§ **EXERCISE OBJECTIVE**: Run through the data and copy out every line that mentions the word "info".

§ **LISTED RECORDS**:
//! Quest Host
//!
//! Runs a [`QuestOrchestrator`] on its own tokio task. Callers on any
//! thread talk to it through a cloneable [`QuestHandle`]; commands queue
//! on an mpsc mailbox and are applied one at a time, so the orchestrator
//! stays the only writer of its session. Events produced by each command
//! are broadcast to subscribers.

use thiserror::Error;
use tokio::sync::{broadcast, mpsc, oneshot};
use tokio::task::JoinHandle;
use tracing::{debug, info};

use crate::core::geometry::Point;
use crate::core::timer::Millis;
use crate::game::events::QuestEvent;
use crate::game::hint::{HintCallback, HintData, HintType};
use crate::game::input::InputFrame;
use crate::game::level::Level;
use crate::game::question::{Question, Subject};
use crate::game::question_engine::AnswerResult;
use crate::game::quest::{QuestError, QuestOrchestrator, QuestPhase, TickResult};
use crate::game::state::{GameMode, SessionSnapshot};

/// Queued commands before senders wait.
pub const MAILBOX_CAPACITY: usize = 64;

/// Buffered events per subscriber before the slowest one lags.
pub const EVENT_CAPACITY: usize = 256;

/// Host call failures.
#[derive(Debug, Clone, PartialEq, Eq, Error)]
pub enum HostError {
    /// The orchestrator rejected the call.
    #[error(transparent)]
    Quest(#[from] QuestError),

    /// The host task has stopped.
    #[error("quest host stopped")]
    Closed,
}

type Reply<T> = oneshot::Sender<T>;

enum Command {
    StartGame { mode: GameMode, subject: Subject, reply: Reply<()> },
    Pause { reply: Reply<Result<(), QuestError>> },
    Resume { reply: Reply<Result<(), QuestError>> },
    ResetGame { reply: Reply<()> },
    Interact { box_id: String, reply: Reply<Result<Question, QuestError>> },
    SubmitAnswer { selected: u8, reply: Reply<Result<AnswerResult, QuestError>> },
    DismissQuestion { reply: Reply<Result<(), QuestError>> },
    AdvanceLevel { reply: Reply<Result<Option<Level>, QuestError>> },
    ReplayLevel { reply: Reply<Result<(), QuestError>> },
    Tick { input: InputFrame, position: Point, now: Millis, reply: Reply<TickResult> },
    RegisterHintCallback { hint_type: HintType, callback: HintCallback, reply: Reply<()> },
    Snapshot { reply: Reply<(SessionSnapshot, QuestPhase)> },
    Shutdown,
}

/// Owner task for one orchestrator.
pub struct QuestHost {
    orchestrator: QuestOrchestrator,
    commands: mpsc::Receiver<Command>,
    events: broadcast::Sender<QuestEvent>,
}

impl QuestHost {
    /// Move `orchestrator` onto a new task.
    ///
    /// The task ends when every handle is dropped or on
    /// [`QuestHandle::shutdown`], and hands the orchestrator back.
    pub fn spawn(orchestrator: QuestOrchestrator) -> (QuestHandle, JoinHandle<QuestOrchestrator>) {
        let (command_tx, commands) = mpsc::channel(MAILBOX_CAPACITY);
        let (events, _) = broadcast::channel(EVENT_CAPACITY);
        let handle = QuestHandle {
            commands: command_tx,
            events: events.clone(),
        };
        let host = QuestHost {
            orchestrator,
            commands,
            events,
        };
        (handle, tokio::spawn(host.run()))
    }

    async fn run(mut self) -> QuestOrchestrator {
        info!("quest host started");
        while let Some(command) = self.commands.recv().await {
            if !self.apply(command) {
                break;
            }
            for event in self.orchestrator.take_events() {
                // No subscribers is fine
                let _ = self.events.send(event);
            }
        }
        info!("quest host stopped");
        self.orchestrator
    }

    /// Apply one command. Returns false on shutdown.
    fn apply(&mut self, command: Command) -> bool {
        let quest = &mut self.orchestrator;
        // A dropped reply receiver means the caller gave up; the command
        // still took effect.
        match command {
            Command::StartGame { mode, subject, reply } => {
                quest.start_game(mode, subject);
                let _ = reply.send(());
            }
            Command::Pause { reply } => {
                let _ = reply.send(quest.pause());
            }
            Command::Resume { reply } => {
                let _ = reply.send(quest.resume());
            }
            Command::ResetGame { reply } => {
                quest.reset_game();
                let _ = reply.send(());
            }
            Command::Interact { box_id, reply } => {
                let _ = reply.send(quest.interact(&box_id));
            }
            Command::SubmitAnswer { selected, reply } => {
                let _ = reply.send(quest.submit_answer(selected));
            }
            Command::DismissQuestion { reply } => {
                let _ = reply.send(quest.dismiss_question());
            }
            Command::AdvanceLevel { reply } => {
                let _ = reply.send(quest.advance_level());
            }
            Command::ReplayLevel { reply } => {
                let _ = reply.send(quest.replay_level());
            }
            Command::Tick { input, position, now, reply } => {
                let _ = reply.send(quest.tick(input, position, now));
            }
            Command::RegisterHintCallback { hint_type, mut callback, reply } => {
                quest.register_hint_callback(hint_type, move |data| callback(data));
                let _ = reply.send(());
            }
            Command::Snapshot { reply } => {
                let _ = reply.send((quest.snapshot(), quest.phase()));
            }
            Command::Shutdown => {
                debug!("shutdown requested");
                return false;
            }
        }
        true
    }
}

/// Cloneable async front for a running [`QuestHost`].
#[derive(Clone)]
pub struct QuestHandle {
    commands: mpsc::Sender<Command>,
    events: broadcast::Sender<QuestEvent>,
}

impl QuestHandle {
    async fn call<T>(&self, make: impl FnOnce(Reply<T>) -> Command) -> Result<T, HostError> {
        let (reply, response) = oneshot::channel();
        self.commands.send(make(reply)).await.map_err(|_| HostError::Closed)?;
        response.await.map_err(|_| HostError::Closed)
    }

    /// Receive every event produced after this call.
    pub fn subscribe(&self) -> broadcast::Receiver<QuestEvent> {
        self.events.subscribe()
    }

    pub async fn start_game(&self, mode: GameMode, subject: Subject) -> Result<(), HostError> {
        self.call(|reply| Command::StartGame { mode, subject, reply }).await
    }

    pub async fn pause(&self) -> Result<(), HostError> {
        Ok(self.call(|reply| Command::Pause { reply }).await??)
    }

    pub async fn resume(&self) -> Result<(), HostError> {
        Ok(self.call(|reply| Command::Resume { reply }).await??)
    }

    pub async fn reset_game(&self) -> Result<(), HostError> {
        self.call(|reply| Command::ResetGame { reply }).await
    }

    pub async fn interact(&self, box_id: &str) -> Result<Question, HostError> {
        let box_id = box_id.to_string();
        Ok(self.call(|reply| Command::Interact { box_id, reply }).await??)
    }

    pub async fn submit_answer(&self, selected: u8) -> Result<AnswerResult, HostError> {
        Ok(self.call(|reply| Command::SubmitAnswer { selected, reply }).await??)
    }

    pub async fn dismiss_question(&self) -> Result<(), HostError> {
        Ok(self.call(|reply| Command::DismissQuestion { reply }).await??)
    }

    /// The next level, or `None` once the game is complete.
    pub async fn advance_level(&self) -> Result<Option<Level>, HostError> {
        Ok(self.call(|reply| Command::AdvanceLevel { reply }).await??)
    }

    pub async fn replay_level(&self) -> Result<(), HostError> {
        Ok(self.call(|reply| Command::ReplayLevel { reply }).await??)
    }

    pub async fn tick(&self, input: InputFrame, position: Point, now: Millis) -> Result<TickResult, HostError> {
        self.call(|reply| Command::Tick { input, position, now, reply }).await
    }

    /// Install a presenter; it runs on the host task.
    pub async fn register_hint_callback<F>(&self, hint_type: HintType, callback: F) -> Result<(), HostError>
    where
        F: FnMut(&HintData) + Send + 'static,
    {
        let callback: HintCallback = Box::new(callback);
        self.call(|reply| Command::RegisterHintCallback { hint_type, callback, reply }).await
    }

    pub async fn snapshot(&self) -> Result<(SessionSnapshot, QuestPhase), HostError> {
        self.call(|reply| Command::Snapshot { reply }).await
    }

    /// Stop the host after the commands already queued.
    pub async fn shutdown(&self) -> Result<(), HostError> {
        self.commands.send(Command::Shutdown).await.map_err(|_| HostError::Closed)
    }
}

// =============================================================================
// TESTS
// =============================================================================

§ **RESPONSE TO THE EXERCISE**:
use tracing::{debug, info};
        info!("quest host started");
        info!("quest host stopped");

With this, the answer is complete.